=== Begin Enclosure ===

use super::*;
use crate::forms::MSG_PASSWORD_MISMATCH;
use crate::http::MockHttpClient;
use crate::storage::MemoryStore;
use serde_json::json;

const BASE: &str = "http://api.test";

fn setup() -> (MockHttpClient, MemoryStore, AuthClient<MockHttpClient, MemoryStore>) {
    let http = MockHttpClient::new();
    let store = MemoryStore::new();
    let client = AuthClient::new(http.clone(), store.clone(), "http://api.test/");
    (http, store, client)
}

fn user_json(role: &str) -> serde_json::Value {
    json!({"id": "u-1", "email": "admin@testops.com", "username": "admin", "role": role})
}

fn login_form() -> LoginForm {
    LoginForm {
        email: "admin@testops.com".into(),
        password: "admin123".into(),
    }
}

#[tokio::test]
async fn login_stores_token_and_returns_session() {
    let (http, store, client) = setup();
    http.mock_response(
        &format!("{BASE}/api/auth/login"),
        200,
        json!({"success": true, "message": "Login successful",
               "data": {"token": "jwt-1", "user": user_json("admin")}}),
    );

    let session = client.login(&login_form()).await.unwrap();
    assert_eq!(session.token, "jwt-1");
    assert_eq!(session.user.role, Role::Admin);
    assert_eq!(store.get(STORAGE_AUTH_TOKEN).as_deref(), Some("jwt-1"));

    let sent = http.requests();
    assert_eq!(sent[0].method, HttpMethod::Post);
    let body: serde_json::Value = serde_json::from_str(sent[0].body.as_deref().unwrap()).unwrap();
    assert_eq!(body, json!({"email": "admin@testops.com", "password": "admin123"}));
}

#[tokio::test]
async fn invalid_login_stores_nothing() {
    let (http, store, client) = setup();
    http.mock_response(
        &format!("{BASE}/api/auth/login"),
        401,
        json!({"success": false, "message": "invalid email or password"}),
    );

    let err = client.login(&login_form()).await.unwrap_err();
    assert_eq!(err.message(), "invalid email or password");
    assert!(!store.contains(STORAGE_AUTH_TOKEN));
}

#[tokio::test]
async fn login_without_server_message_uses_default() {
    let (http, _, client) = setup();
    http.mock_response(&format!("{BASE}/api/auth/login"), 200, json!({"success": false}));

    let err = client.login(&login_form()).await.unwrap_err();
    assert_eq!(err.message(), MSG_LOGIN_REJECTED);
}

#[tokio::test]
async fn unreachable_server_reports_connection_failure() {
    let (http, _, client) = setup();
    http.set_unreachable(true);

    let err = client.login(&login_form()).await.unwrap_err();
    assert_eq!(err.message(), MSG_CONNECT_FAILED_RETRY);
}

#[tokio::test]
async fn signup_mismatch_never_hits_network() {
    let (http, _, client) = setup();
    let form = SignupForm {
        name: "jane".into(),
        email: "jane@test.com".into(),
        password: "secret1".into(),
        confirm_password: "secret2".into(),
        accept_terms: true,
    };

    let err = client.signup(&form).await.unwrap_err();
    assert_eq!(err.message(), MSG_PASSWORD_MISMATCH);
    assert_eq!(http.request_count(), 0);
}

#[tokio::test]
async fn signup_success_does_not_log_in() {
    let (http, store, client) = setup();
    http.mock_response(
        &format!("{BASE}/api/users/signup"),
        201,
        json!({"success": true, "message": "User created successfully",
               "data": {"token": "jwt-2", "user": user_json("tester")}}),
    );
    let form = SignupForm {
        name: "jane".into(),
        email: "jane@test.com".into(),
        password: "secret1".into(),
        confirm_password: "secret1".into(),
        accept_terms: true,
    };

    client.signup(&form).await.unwrap();
    assert!(!store.contains(STORAGE_AUTH_TOKEN));
}

#[tokio::test]
async fn signup_conflict_surfaces_server_message() {
    let (http, _, client) = setup();
    http.mock_response(
        &format!("{BASE}/api/users/signup"),
        400,
        json!({"success": false, "message": "email already registered"}),
    );
    let form = SignupForm {
        name: "jane".into(),
        email: "test@example.com".into(),
        password: "secret1".into(),
        confirm_password: "secret1".into(),
        accept_terms: true,
    };

    let err = client.signup(&form).await.unwrap_err();
    assert_eq!(
        err,
        ClientError::Rejected {
            status: 400,
            message: "email already registered".into()
        }
    );
}

#[tokio::test]
async fn restore_keeps_valid_token() {
    let (http, store, client) = setup();
    store.set(STORAGE_AUTH_TOKEN, "jwt-3");
    http.mock_response(
        &format!("{BASE}/api/auth/me"),
        200,
        json!({"success": true, "data": user_json("tester")}),
    );

    let state = client.restore().await;
    assert!(state.is_authenticated());
    assert_eq!(state.role(), Some(Role::Tester));

    let sent = http.requests();
    assert_eq!(sent[0].method, HttpMethod::Get);
    assert_eq!(sent[0].body, None);
    assert_eq!(
        sent[0].headers.get(HEADER_AUTHORIZATION).map(String::as_str),
        Some("Bearer jwt-3")
    );
}

#[tokio::test]
async fn restore_drops_rejected_token() {
    let (http, store, client) = setup();
    store.set(STORAGE_AUTH_TOKEN, "stale");
    http.mock_response(
        &format!("{BASE}/api/auth/me"),
        401,
        json!({"success": false, "message": "Invalid or expired token"}),
    );

    assert_eq!(client.restore().await, SessionState::Anonymous);
    assert!(!store.contains(STORAGE_AUTH_TOKEN));
}

#[tokio::test]
async fn restore_without_token_skips_network() {
    let (http, _, client) = setup();
    assert_eq!(client.restore().await, SessionState::Anonymous);
    assert_eq!(http.request_count(), 0);
}

#[tokio::test]
async fn unauthorized_response_forces_logout() {
    let (http, store, client) = setup();
    store.set(STORAGE_AUTH_TOKEN, "jwt-4");
    store.set(STORAGE_USER_PROFILE, "{}");
    http.mock_response(&format!("{BASE}/api/tests"), 401, json!({"success": false}));

    let err = client
        .authorized(HttpRequest::get(&client.url("/api/tests")))
        .await
        .unwrap_err();
    assert_eq!(err, ClientError::SessionExpired);
    assert!(!store.contains(STORAGE_AUTH_TOKEN));
    assert!(!store.contains(STORAGE_USER_PROFILE));
}

#[tokio::test]
async fn authorized_attaches_bearer_and_content_type() {
    let (http, store, client) = setup();
    store.set(STORAGE_AUTH_TOKEN, "jwt-5");
    http.mock_response(&format!("{BASE}/api/tests"), 200, json!({"success": true}));

    let resp = client
        .authorized(HttpRequest::get(&client.url("/api/tests")))
        .await
        .unwrap();
    assert!(resp.ok());

    let sent = &http.requests()[0];
    assert_eq!(
        sent.headers.get(HEADER_AUTHORIZATION).map(String::as_str),
        Some("Bearer jwt-5")
    );
    assert_eq!(
        sent.headers.get("Content-Type").map(String::as_str),
        Some("application/json")
    );
}

#[tokio::test]
async fn google_login_requires_password_before_token() {
    let (http, store, client) = setup();
    http.mock_response(
        &format!("{BASE}/api/auth/google/login"),
        200,
        json!({"success": true, "data": {"requiresPassword": true, "user": user_json("tester")}}),
    );
    http.mock_response(
        &format!("{BASE}/api/auth/google/verify-password"),
        200,
        json!({"success": true, "message": "Google login successful",
               "data": {"token": "jwt-6", "user": user_json("tester")}}),
    );

    let GoogleOutcome::NeedsPassword(pending) = client.google_login("cred").await.unwrap() else {
        panic!("expected password step");
    };
    assert_eq!(pending.mode, GooglePasswordMode::VerifyPassword);
    assert_eq!(pending.token, None);
    assert!(!store.contains(STORAGE_AUTH_TOKEN));

    let form = GooglePasswordForm {
        password: "secret1".into(),
        confirm_password: "secret1".into(),
    };
    let session = client.complete_google_password(&pending, &form).await.unwrap();
    assert_eq!(session.token, "jwt-6");
    assert_eq!(store.get(STORAGE_AUTH_TOKEN).as_deref(), Some("jwt-6"));
}

#[tokio::test]
async fn google_login_unknown_account_is_rejected() {
    let (http, store, client) = setup();
    http.mock_response(
        &format!("{BASE}/api/auth/google/login"),
        404,
        json!({"success": false,
               "message": "No account found with this Google email. Please sign up first."}),
    );

    let err = client.google_login("cred").await.unwrap_err();
    assert_eq!(
        err.message(),
        "No account found with this Google email. Please sign up first."
    );
    assert!(!store.contains(STORAGE_AUTH_TOKEN));
}

#[tokio::test]
async fn google_signup_commits_token_only_after_password_set() {
    let (http, store, client) = setup();
    http.mock_response(
        &format!("{BASE}/api/auth/google/signup"),
        200,
        json!({"success": true,
               "data": {"token": "jwt-7", "needsPassword": true, "user": user_json("tester")}}),
    );
    http.mock_response(
        &format!("{BASE}/api/users/set-password"),
        200,
        json!({"success": true, "message": "Password set successfully"}),
    );

    let GoogleOutcome::NeedsPassword(pending) = client.google_signup("cred").await.unwrap() else {
        panic!("expected password step");
    };
    assert_eq!(pending.mode, GooglePasswordMode::SetPassword);
    assert!(!store.contains(STORAGE_AUTH_TOKEN));

    let short = GooglePasswordForm {
        password: "abc".into(),
        confirm_password: "abc".into(),
    };
    assert!(matches!(
        client.complete_google_password(&pending, &short).await,
        Err(ClientError::Invalid(_))
    ));
    assert_eq!(http.request_count(), 1);

    let form = GooglePasswordForm {
        password: "secret1".into(),
        confirm_password: "secret1".into(),
    };
    let session = client.complete_google_password(&pending, &form).await.unwrap();
    assert_eq!(session.token, "jwt-7");
    assert_eq!(store.get(STORAGE_AUTH_TOKEN).as_deref(), Some("jwt-7"));

    let set_req = &http.requests()[1];
    assert_eq!(
        set_req.headers.get(HEADER_AUTHORIZATION).map(String::as_str),
        Some("Bearer jwt-7")
    );
}

#[tokio::test]
async fn logout_clears_token_and_profile() {
    let (_, store, client) = setup();
    store.set(STORAGE_AUTH_TOKEN, "jwt");
    store.set(STORAGE_USER_PROFILE, "{}");
    client.logout();
    assert!(!store.contains(STORAGE_AUTH_TOKEN));
    assert!(!store.contains(STORAGE_USER_PROFILE));
}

=== End Enclosure ===

#### [What is being asked]
Check each line of the data for "first". Copy the lines where it turns up.

#### [Response below]
               "message": "No account found with this Google email. Please sign up first."}),
        "No account found with this Google email. Please sign up first."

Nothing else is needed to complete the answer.